![](/Content/images/logo2.png)
Original Link: https://www.anandtech.com/show/4819/intel-and-micron-develop-hybrid-memory-cube-stacked-dram-is-coming
Intel and Micron Develop Hybrid Memory Cube, Stacked DRAM is Coming
by Anand Lal Shimpi on September 15, 2011 1:10 PM EST
During the final keynote of IDF, Intel's Justin Rattner demonstrated a new stacked DRAM technology called the Hybrid Memory Cube (HMC). The need is clear: if CPU performance is to continue to scale, there can't be any bottlenecks preventing that scaling from happening. Memory bandwidth has always been a bottleneck we've been worried about as an industry. Ten years ago the worry was that parallel DRAM interfaces wouldn't be able to cut it. Thankfully through tons of innovation we're able to put down 128-bit wide DRAM paths on mainstream motherboards and use some very high speed memories attached to it. What many thought couldn't be done became commonplace and affordable. The question is where do we go from there? DRAM frequencies won't scale forever and continually widening buses isn't exactly feasible.

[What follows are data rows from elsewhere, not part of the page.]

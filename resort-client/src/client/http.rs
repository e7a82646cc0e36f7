// resort-client/src/client/http.rs
// HTTP client - network transport

use std::sync::Arc;

use async_trait::async_trait;
use reqwest::{Client, Method, RequestBuilder};
use serde::Serialize;
use serde::de::DeserializeOwned;
use tokio::sync::RwLock;

use crate::config::ClientConfig;
use crate::{ClientError, ClientResult};

/// HTTP transport used by the gateways
///
/// `path` is relative to the API root (`"rooms/3"`, `"/auth/me"`); query
/// strings are passed as part of the path.
#[async_trait]
pub trait HttpClient: Send + Sync {
    async fn get<T: DeserializeOwned>(&self, path: &str) -> ClientResult<T>;
    async fn post<T: DeserializeOwned, B: Serialize + Sync>(
        &self,
        path: &str,
        body: &B,
    ) -> ClientResult<T>;
    async fn put<T: DeserializeOwned, B: Serialize + Sync>(
        &self,
        path: &str,
        body: &B,
    ) -> ClientResult<T>;
    async fn patch<T: DeserializeOwned, B: Serialize + Sync>(
        &self,
        path: &str,
        body: &B,
    ) -> ClientResult<T>;
    async fn delete<T: DeserializeOwned>(&self, path: &str) -> ClientResult<T>;

    /// Replace the bearer token sent with every request
    async fn set_token(&self, token: Option<String>);
    async fn token(&self) -> Option<String>;
}

/// Network HTTP client (reqwest)
#[derive(Debug, Clone)]
pub struct NetworkHttpClient {
    client: Client,
    base_url: String,
    token: Arc<RwLock<Option<String>>>,
}

impl NetworkHttpClient {
    pub fn new(config: &ClientConfig) -> ClientResult<Self> {
        let client = Client::builder()
            .timeout(config.timeout_duration())
            .build()?;
        Ok(Self {
            client,
            base_url: config.base_url.trim_end_matches('/').to_string(),
            token: Arc::new(RwLock::new(config.token.clone())),
        })
    }

    pub fn base_url(&self) -> &str {
        &self.base_url
    }

    fn url(&self, path: &str) -> String {
        format!("{}/{}", self.base_url, path.trim_start_matches('/'))
    }

    async fn request(&self, method: Method, path: &str) -> RequestBuilder {
        let url = self.url(path);
        tracing::debug!(method = %method, url = %url, "HTTP request");
        let mut req = self.client.request(method, url);
        if let Some(token) = self.token.read().await.as_deref() {
            req = req.bearer_auth(token);
        }
        req
    }

    async fn send<T: DeserializeOwned>(&self, req: RequestBuilder) -> ClientResult<T> {
        let response = req.send().await?;
        let status = response.status();
        if !status.is_success() {
            let text = response.text().await?;
            tracing::debug!(status = %status, "HTTP request failed");
            return Err(ClientError::from_status(status, text));
        }
        let body = response.bytes().await?;
        decode_body(&body)
    }
}

/// Decode a 2xx body; malformed JSON is an invalid response, not a transport error
pub(crate) fn decode_body<T: DeserializeOwned>(body: &[u8]) -> ClientResult<T> {
    serde_json::from_slice(body)
        .map_err(|e| ClientError::InvalidResponse(format!("JSON parse error: {}", e)))
}

#[async_trait]
impl HttpClient for NetworkHttpClient {
    async fn get<T: DeserializeOwned>(&self, path: &str) -> ClientResult<T> {
        let req = self.request(Method::GET, path).await;
        self.send(req).await
    }

    async fn post<T: DeserializeOwned, B: Serialize + Sync>(
        &self,
        path: &str,
        body: &B,
    ) -> ClientResult<T> {
        let req = self.request(Method::POST, path).await.json(body);
        self.send(req).await
    }

    async fn put<T: DeserializeOwned, B: Serialize + Sync>(
        &self,
        path: &str,
        body: &B,
    ) -> ClientResult<T> {
        let req = self.request(Method::PUT, path).await.json(body);
        self.send(req).await
    }

    async fn patch<T: DeserializeOwned, B: Serialize + Sync>(
        &self,
        path: &str,
        body: &B,
    ) -> ClientResult<T> {
        let req = self.request(Method::PATCH, path).await.json(body);
        self.send(req).await
    }

    async fn delete<T: DeserializeOwned>(&self, path: &str) -> ClientResult<T> {
        let req = self.request(Method::DELETE, path).await;
        self.send(req).await
    }

    async fn set_token(&self, token: Option<String>) {
        *self.token.write().await = token;
    }

    async fn token(&self) -> Option<String> {
        self.token.read().await.clone()
    }
}

#[cfg(test)]
mod tests {
    use super::*;

    #[tokio::test]
    async fn test_url_joining() {
        let client = NetworkHttpClient::new(&ClientConfig::new("http://localhost:5000/api/"))
            .unwrap();
        assert_eq!(client.base_url(), "http://localhost:5000/api");
        assert_eq!(client.url("/rooms/3"), "http://localhost:5000/api/rooms/3");
        assert_eq!(client.url("resorts"), "http://localhost:5000/api/resorts");
    }

    #[tokio::test]
    async fn test_token_from_config() {
        let config = ClientConfig::default().with_token("abc");
        let client = NetworkHttpClient::new(&config).unwrap();
        assert_eq!(client.token().await.as_deref(), Some("abc"));

        client.set_token(None).await;
        assert!(client.token().await.is_none());
    }

    #[test]
    fn test_malformed_success_body_is_invalid_response() {
        let ok: ClientResult<Vec<i64>> = decode_body(br#"[1,2]"#);
        assert_eq!(ok.unwrap(), vec![1, 2]);

        let err = decode_body::<Vec<i64>>(b"<html>gateway</html>").unwrap_err();
        assert!(matches!(
            err,
            ClientError::InvalidResponse(m) if m.starts_with("JSON parse error")
        ));
    }
}
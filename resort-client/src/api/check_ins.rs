use chrono::NaiveDate;
use shared::models::{CheckIn, CheckInRequest, CheckOutRequest, MealType, RoomCheckInStatus};
use shared::response::ApiResponse;

use super::into_data;
use crate::client::HttpClient;
use crate::{ClientError, ClientResult};

/// `/checkins`
pub struct CheckInsApi<'a, C> {
    http: &'a C,
}

impl<'a, C: HttpClient> CheckInsApi<'a, C> {
    pub(crate) fn new(http: &'a C) -> Self {
        Self { http }
    }

    /// Per-room checked-in flags for one meal at a resort
    pub async fn room_status(
        &self,
        resort_id: i64,
        meal: MealType,
    ) -> ClientResult<Vec<RoomCheckInStatus>> {
        let path = format!(
            "checkins/room-status?resortId={}&mealType={}",
            resort_id,
            meal.as_str()
        );
        let resp: ApiResponse<Vec<RoomCheckInStatus>> = self.http.get(&path).await?;
        into_data(resp, "room status")
    }

    /// Rooms currently checked in for `meal`
    pub async fn checked_in_count(&self, resort_id: i64, meal: MealType) -> ClientResult<u32> {
        let statuses = self.room_status(resort_id, meal).await?;
        count(statuses.iter().filter(|s| s.checked_in).count())
    }

    /// All of today's check-ins at a resort
    pub async fn today(&self, resort_id: i64) -> ClientResult<Vec<CheckIn>> {
        let resp: ApiResponse<Vec<CheckIn>> = self
            .http
            .get(&format!("checkins/today?resortId={}", resort_id))
            .await?;
        into_data(resp, "check-ins")
    }

    pub async fn today_count(&self, resort_id: i64) -> ClientResult<u32> {
        let records = self.today(resort_id).await?;
        count(records.len())
    }

    /// Check-ins at a resort on a given service date
    pub async fn list(&self, resort_id: i64, date: NaiveDate) -> ClientResult<Vec<CheckIn>> {
        let path = format!(
            "checkins?resortId={}&date={}",
            resort_id,
            date.format("%Y-%m-%d")
        );
        let resp: ApiResponse<Vec<CheckIn>> = self.http.get(&path).await?;
        into_data(resp, "check-ins")
    }

    pub async fn check_in(&self, req: &CheckInRequest) -> ClientResult<CheckIn> {
        let resp: ApiResponse<CheckIn> = self.http.post("checkins/check-in", req).await?;
        into_data(resp, "check-in")
    }

    pub async fn check_out(&self, req: &CheckOutRequest) -> ClientResult<CheckIn> {
        let resp: ApiResponse<CheckIn> = self.http.post("checkins/check-out", req).await?;
        into_data(resp, "check-in")
    }
}

fn count(n: usize) -> ClientResult<u32> {
    u32::try_from(n).map_err(|_| ClientError::InvalidResponse("Count overflow".into()))
}
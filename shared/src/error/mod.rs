//! Unified error system
//!
//! - [`ErrorCode`]: Standardized error codes for all error types
//! - [`ErrorCategory`]: Classification of errors by domain
//! - [`AppError`]: Rich error type with codes, messages, and details
//!
//! # Error Code Ranges
//!
//! - 0xxx: General errors
//! - 1xxx: Authentication errors
//! - 2xxx: Permission errors
//! - 3xxx: Resort / room / outlet errors (backend only)
//! - 4xxx: Dining errors
//! - 5xxx: User errors
//! - 9xxx: System errors
//!
//! # Example
//!
//! ```
//! use shared::error::{AppError, ErrorCode};
//!
//! let err = AppError::required("table_number");
//! assert_eq!(err.code, ErrorCode::RequiredField);
//!
//! let err = AppError::with_message(ErrorCode::RemarksTooShort, "Remarks are too short")
//!     .with_detail("min", 10);
//! assert_eq!(err.code.code(), 4005);
//! ```

mod category;
mod codes;
mod http;
mod types;

pub use category::ErrorCategory;
pub use codes::{ErrorCode, InvalidErrorCode};
pub use types::{AppError, AppResult};
//! Unified error codes for the resort dining client
//!
//! Error codes are organized by category:
//! - 0xxx: General errors
//! - 1xxx: Authentication errors
//! - 2xxx: Permission errors
//! - 3xxx: Resort / room / outlet errors (backend only)
//! - 4xxx: Dining (check-in / check-out) errors
//! - 5xxx: User administration errors
//! - 9xxx: System errors

use serde::{Deserialize, Serialize};
use std::fmt;

/// Unified error code enum
///
/// All error codes are represented as u16 values so they survive the trip
/// through JSON unchanged.
#[derive(Debug, Clone, Copy, PartialEq, Eq, Hash, Serialize, Deserialize)]
#[serde(into = "u16", try_from = "u16")]
#[repr(u16)]
pub enum ErrorCode {
    // ==================== 0xxx: General ====================
    /// Operation completed successfully
    Success = 0,
    /// Unknown error
    Unknown = 1,
    /// Validation failed
    ValidationFailed = 2,
    /// Resource not found
    NotFound = 3,
    /// Resource already exists
    AlreadyExists = 4,
    /// Invalid request
    InvalidRequest = 5,
    /// Invalid format
    InvalidFormat = 6,
    /// Required field missing
    RequiredField = 7,

    // ==================== 1xxx: Auth ====================
    /// User is not authenticated
    NotAuthenticated = 1001,
    /// Token has expired
    TokenExpired = 1003,
    /// Token is invalid
    TokenInvalid = 1004,

    // ==================== 2xxx: Permission ====================
    /// Permission denied
    PermissionDenied = 2001,
    /// Role may not check guests out
    CheckoutNotPermitted = 2010,

    // ==================== 4xxx: Dining ====================
    /// The room already has an active check-in for this meal period
    RoomAlreadyCheckedIn = 4002,
    /// The room has no active check-in to close
    NotCheckedIn = 4003,
    /// The slot was already checked out for this meal period
    SlotClosed = 4004,
    /// Checkout remarks are shorter than required
    RemarksTooShort = 4005,
    /// Check-out time precedes check-in time or falls on another day
    InvalidCheckoutTime = 4006,
    /// Meal window configuration is invalid
    InvalidMealWindow = 4007,

    // ==================== 5xxx: User ====================
    /// Active user lacks the assignment its role requires
    AssignmentRequired = 5003,

    // ==================== 9xxx: System ====================
    InternalError = 9001,
    NetworkError = 9003,
    TimeoutError = 9004,
    ConfigError = 9005,
    /// Availability stats could not be loaded
    StatsUnavailable = 9101,
}

impl ErrorCode {
    #[inline]
    pub const fn code(&self) -> u16 {
        *self as u16
    }

    #[inline]
    pub const fn is_success(&self) -> bool {
        matches!(self, ErrorCode::Success)
    }

    pub const fn message(&self) -> &'static str {
        match self {
            // General
            ErrorCode::Success => "Operation completed successfully",
            ErrorCode::Unknown => "An unknown error occurred",
            ErrorCode::ValidationFailed => "Validation failed",
            ErrorCode::NotFound => "Resource not found",
            ErrorCode::AlreadyExists => "Resource already exists",
            ErrorCode::InvalidRequest => "Invalid request",
            ErrorCode::InvalidFormat => "Invalid format",
            ErrorCode::RequiredField => "Required field is missing",

            // Auth
            ErrorCode::NotAuthenticated => "User is not authenticated",
            ErrorCode::TokenExpired => "Authentication token has expired",
            ErrorCode::TokenInvalid => "Authentication token is invalid",

            // Permission
            ErrorCode::PermissionDenied => "Permission denied",
            ErrorCode::CheckoutNotPermitted => "Only Admin or Manager may check guests out",

            // Dining
            ErrorCode::RoomAlreadyCheckedIn => "Room is already checked in for this meal",
            ErrorCode::NotCheckedIn => "Room is not checked in",
            ErrorCode::SlotClosed => "Room was already checked out for this meal",
            ErrorCode::RemarksTooShort => "Checkout remarks are too short",
            ErrorCode::InvalidCheckoutTime => "Check-out time is invalid",
            ErrorCode::InvalidMealWindow => "Meal window is invalid",

            // User
            ErrorCode::AssignmentRequired => "User assignment is required for this role",

            // System
            ErrorCode::InternalError => "Internal error",
            ErrorCode::NetworkError => "Network error",
            ErrorCode::TimeoutError => "Request timed out",
            ErrorCode::ConfigError => "Configuration error",
            ErrorCode::StatsUnavailable => "Availability stats are unavailable",
        }
    }
}

impl fmt::Display for ErrorCode {
    fn fmt(&self, f: &mut fmt::Formatter<'_>) -> fmt::Result {
        write!(f, "{}", self.code())
    }
}

impl From<ErrorCode> for u16 {
    #[inline]
    fn from(code: ErrorCode) -> Self {
        code.code()
    }
}

/// Error when converting from an invalid u16 to ErrorCode
#[derive(Debug, Clone, Copy, PartialEq, Eq)]
pub struct InvalidErrorCode(pub u16);

impl fmt::Display for InvalidErrorCode {
    fn fmt(&self, f: &mut fmt::Formatter<'_>) -> fmt::Result {
        write!(f, "invalid error code: {}", self.0)
    }
}

impl std::error::Error for InvalidErrorCode {}

impl TryFrom<u16> for ErrorCode {
    type Error = InvalidErrorCode;

    fn try_from(value: u16) -> Result<Self, Self::Error> {
        match value {
            // General
            0 => Ok(ErrorCode::Success),
            1 => Ok(ErrorCode::Unknown),
            2 => Ok(ErrorCode::ValidationFailed),
            3 => Ok(ErrorCode::NotFound),
            4 => Ok(ErrorCode::AlreadyExists),
            5 => Ok(ErrorCode::InvalidRequest),
            6 => Ok(ErrorCode::InvalidFormat),
            7 => Ok(ErrorCode::RequiredField),

            // Auth
            1001 => Ok(ErrorCode::NotAuthenticated),
            1003 => Ok(ErrorCode::TokenExpired),
            1004 => Ok(ErrorCode::TokenInvalid),

            // Permission
            2001 => Ok(ErrorCode::PermissionDenied),
            2010 => Ok(ErrorCode::CheckoutNotPermitted),

            // Dining
            4002 => Ok(ErrorCode::RoomAlreadyCheckedIn),
            4003 => Ok(ErrorCode::NotCheckedIn),
            4004 => Ok(ErrorCode::SlotClosed),
            4005 => Ok(ErrorCode::RemarksTooShort),
            4006 => Ok(ErrorCode::InvalidCheckoutTime),
            4007 => Ok(ErrorCode::InvalidMealWindow),

            // User
            5003 => Ok(ErrorCode::AssignmentRequired),

            // System
            9001 => Ok(ErrorCode::InternalError),
            9003 => Ok(ErrorCode::NetworkError),
            9004 => Ok(ErrorCode::TimeoutError),
            9005 => Ok(ErrorCode::ConfigError),
            9101 => Ok(ErrorCode::StatsUnavailable),

            _ => Err(InvalidErrorCode(value)),
        }
    }
}

#[cfg(test)]
mod tests {
    use super::*;

    #[test]
    fn test_error_code_values() {
        assert_eq!(ErrorCode::Success.code(), 0);
        assert_eq!(ErrorCode::RequiredField.code(), 7);
        assert_eq!(ErrorCode::CheckoutNotPermitted.code(), 2010);
        assert_eq!(ErrorCode::RemarksTooShort.code(), 4005);
        assert_eq!(ErrorCode::StatsUnavailable.code(), 9101);
    }

    #[test]
    fn test_error_code_try_from() {
        assert_eq!(ErrorCode::try_from(4002), Ok(ErrorCode::RoomAlreadyCheckedIn));
        assert_eq!(ErrorCode::try_from(5003), Ok(ErrorCode::AssignmentRequired));
        assert_eq!(ErrorCode::try_from(4242), Err(InvalidErrorCode(4242)));
    }

    #[test]
    fn test_error_code_serde_as_number() {
        let json = serde_json::to_string(&ErrorCode::SlotClosed).unwrap();
        assert_eq!(json, "4004");

        let code: ErrorCode = serde_json::from_str("2010").unwrap();
        assert_eq!(code, ErrorCode::CheckoutNotPermitted);

        assert!(serde_json::from_str::<ErrorCode>("12345").is_err());
    }

    #[test]
    fn test_error_code_display() {
        assert_eq!(ErrorCode::NotCheckedIn.to_string(), "4003");
        assert!(ErrorCode::Success.is_success());
        assert!(!ErrorCode::Unknown.is_success());
    }
}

Intel and Micron came up with an idea. Take a DRAM stack and mate it with a logic process (think CPU process, not DRAM fabs) layer for buffering and routing and you can deliver a very high bandwidth, low power DRAM. The buffer layer is actually key here because it helps solve the problem of routing pins to multiple DRAM die. By using a more advanced logic process it's likely that the problem of routing all of that data is made easier. It's this stacked DRAM + logic that's called the Hybrid Memory Cube.
The prototype these two companies developed is good for data rates of up to 1 terabit per second of bandwidth. Intel claims that the technology can deliver bandwidth at 7x the power efficiency of the most efficient DDR3 available today.